A happy and appeased three-generation of the Wilson family: Mr Samuel ‘Chemical’ Wilson holding the bill he used to cut cane, while his daughter Ms Rebecca Wilson (centre) and granddaughter Ms Donice Stanley examine some of the ‘King George money’
Press Release

    BASSETERRE, ST. KITTS (October 1, 2015) -- His love for working on the farms as a young boy digging up potatoes inadvertently earned him the nickname ‘Chemical’. 

     

    Mr Samuel Wilson was born in 1935 in Lodge. As a young boy he used to go to the farms where older people were digging up potatoes but leaving some in the ground so they could sprout for the next season. He would go to dig up the potatoes left behind. 
     
    “I was a small boy then at that time, so I am digging up the potato and man was driving an old time tractor and he was throwing dung to fertilise the ground,” remembered Mr Wilson. “So I go on digging the potato, the tractor coming up to throw the dung in the ground. 
     
    “So me no study the tractor coming down, me I was interested in throwing the potato in my bag. So the tractor was coming and I was just stooping down and they shout, ‘Boy, chemical gonna knock you down’. That is how I got the name Chemical.”
     
    He still lives in same area which is today referred to as the Lodge Project and according to him he went to the village school where the fee was three pence.
     
    “The school where I get, let me explain to you,” said Mr Wilson who was in the company of his daughter Ms Rebecca Wilson and granddaughter Ms Donice Stanley. “They used to pay three pence, the one you call ten cents. The primary school was in the village and a lady was teaching.
     
    “They teach you using something like board and with marble and you pull them across and you count 1, 2, 3, 4 until you reach down 20 and so on, and we had slates. But I didn’t get me long in schooling.”
     
    Having dropped out of school, Chemical Wilson started working at the Ottley Estate in 1949 at the age of 14. For one truck load of cane, he would be paid one shilling. He still has some of those coins, which he called King George money.
     
    “I used carry it up on my head up on steep hill side,” recalled Mr Wilson. “They had cane on the hill side and on level land but they would make you work on the hill side.
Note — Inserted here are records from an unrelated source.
//! Integration tests for Stockroom.
//!
//! # Running Tests
//!
//! ```bash
//! # Start PostgreSQL, then run migrations
//! cargo run -p stockroom-cli -- migrate
//!
//! # Start the API
//! cargo run -p stockroom-api
//!
//! # Run the integration tests
//! cargo test -p stockroom-integration-tests -- --ignored
//! ```
//!
//! Tests are `#[ignore]`d by default because they need a running server.
//! Each test creates the products it needs through the API, so the suite can
//! run against a database that already has data in it.

use reqwest::{Client, StatusCode};
use serde::Deserialize;
use serde_json::Value;
use uuid::Uuid;

/// Minimal stand-in for an uploaded image. The server checks the declared
/// content type, not the bytes.
pub const TEST_IMAGE: &[u8] = b"\x89PNG\r\n\x1a\nstockroom integration test image";

/// Base URL for the API (configurable via environment).
#[must_use]
pub fn api_base_url() -> String {
    std::env::var("STOCKROOM_API_BASE_URL").unwrap_or_else(|_| "http://localhost:3300".to_string())
}

/// Plain HTTP client.
///
/// # Panics
///
/// Panics if the client cannot be built.
#[must_use]
pub fn client() -> Client {
    Client::builder().build().expect("Failed to create HTTP client")
}

/// A unique display name so tests never collide on shared state.
#[must_use]
pub fn unique_name(prefix: &str) -> String {
    format!("{prefix} {}", Uuid::new_v4())
}

/// The product fields the tests assert on. Everything else in the response
/// is ignored.
#[derive(Debug, Deserialize)]
#[serde(rename_all = "camelCase")]
pub struct ProductCounters {
    pub id: i32,
    pub name: String,
    pub quantity: i32,
    pub sales: i32,
    pub waste: i32,
    pub available: i32,
    pub is_active: bool,
}

/// Create a product through the API and return its counters.
///
/// # Panics
///
/// Panics if the API rejects the request.
pub async fn create_test_product(client: &Client, name: &str, quantity: i32) -> ProductCounters {
    let base_url = api_base_url();
    let form = product_form(name, quantity);

    let resp = client
        .post(format!("{base_url}/products"))
        .multipart(form)
        .send()
        .await
        .expect("Failed to create test product");

    assert_eq!(
        resp.status(),
        StatusCode::CREATED,
        "Product create should return 201"
    );
    resp.json().await.expect("Failed to parse product response")
}

/// A complete multipart form for product create.
///
/// # Panics
///
/// Panics if the image part cannot be built.
#[must_use]
pub fn product_form(name: &str, quantity: i32) -> reqwest::multipart::Form {
    reqwest::multipart::Form::new()
        .text("category", "Integration")
        .text("name", name.to_string())
        .text("price", "9.99")
        .text("description", "Created by integration tests")
        .text("quantity", quantity.to_string())
        .part(
            "image",
            reqwest::multipart::Part::bytes(TEST_IMAGE.to_vec())
                .file_name("test.png")
                .mime_str("image/png")
                .expect("Valid mime type"),
        )
}

/// Fetch a product by ID and return its counters.
///
/// # Panics
///
/// Panics if the product does not exist.
pub async fn fetch_product(client: &Client, id: i32) -> ProductCounters {
    let base_url = api_base_url();
    let resp = client
        .get(format!("{base_url}/products/{id}"))
        .send()
        .await
        .expect("Failed to fetch product");

    assert_eq!(resp.status(), StatusCode::OK, "Product fetch should return 200");
    resp.json().await.expect("Failed to parse product response")
}

/// POST a stock batch to `/products/{endpoint}` and return the raw response.
///
/// # Panics
///
/// Panics if the request cannot be sent.
pub async fn post_batch(client: &Client, endpoint: &str, items: &Value) -> reqwest::Response {
    let base_url = api_base_url();
    client
        .post(format!("{base_url}/products/{endpoint}"))
        .json(items)
        .send()
        .await
        .expect("Failed to send stock batch")
}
I did not use to check how much I would earn at the end of the month, me no study that, me I get my two shillings (King George money) or three shillings me go where I am going. 
     
    “I would go in the shop and buy bread, big bread and we had cola in a black bottle. I go to the shop, they had red herring and they cut a big piece of bread and they give it to you, or salt fish. Old people them would be paid five shillings and after work they would drink rum. I used to work under them.”
     
    Working conditions were very harsh as they worked under hot sun, or under rain. To cut cane they did not use machetes as was the case in later years. They used a short form which was called ‘the bill’ that was very heavy. He still has one of them which he shows his visitors.
     
    “I progressed working in the sugar industry, doing everything in the sugar industry,” he recalled. “I had to go look for a license to carry a gun to shoot monkeys off the cane. No police locked me up for no nothing. I live here all my lifetime. I never travelled until 1991 I travelled to Nevis when my wife died.”
     
    When he reached the age 62, he was paid a lump sum pension of $700, but he was allowed to continue working. He observed: “When they closed the sugar industry in 2005, I closed with it.”
     
    There were two pay-outs made to former workers. In the first payment he was told that he would get $7,000 but when he went to the Cayon Police Station, to receive his cheque, he was told there was nothing for him. 
     
    “I said alright, I turn home,” said Mr Wilson. “Me I did not make any farce because I was a PAM man and at that time they were wearing red shirts and I was wearing a yellow shirt. They paid twice and the second time my granddaughter Pinkie contacted the Labour Commissioner office to look after my welfare because I was sick in the foot and they had to put me in a car to carry me to the doctor.” 
     
    His boss called him and he had an envelope which he wanted to give to Mr Wilson. He however told his boss to read what was in it and he was told that he would be paid $5,000. He still has that letter in his possession. When he went to the police station at Cayon to collect the $5,000, they gave him only $1,500. He took it and started working for himself planting and growing ground provisions which he still does to this day. 
     
    When Prime Minister the Hon Dr Timothy Harris announced that he had sourced EC$16 million from Venezuela to make gratuitous payments to the former sugar workers, Chemical Wilson followed instructions issued by the Sugar Workers Restoration Fund (SWRF) Secretariat, and filled out the forms. 
     
    He received his gratuitous cheque at a public function outside the SWRF offices on Wednesday September 23, from the President of the Bolivarian Republic of Venezuela, His Excellency Nicolás Maduro in the presence of the Federation’s Prime Minister the Hon Dr Timothy Harris. He termed it an appeasement and closure of a bad era.
     
    “I will say I feel wonderful,” said his daughter Ms Rebecca Wilson. “I am proud of that because at least Prime Minister Harris ensured that the sugar workers who worked very hard and then for them not to get anything would be compensated. 
     
    “Lord, I am happy to see that the Prime Minister went out to ask for help and the Venezuela government granted that help to assist sugar workers. Their president came in to make sure former sugar workers got the money. My father was the hero for it, as he collected his cheque from President Maduro. Thank you very much.”
     
    Mr Wilson’s granddaughter Ms Donice Stanley, who was born in 1988, said that she was young but at least she knew that her grandfather worked in the sugar industry. She said: “I felt good when I learnt that the Prime Minister has sourced money to pay the sugar workers. He did a very good thing.”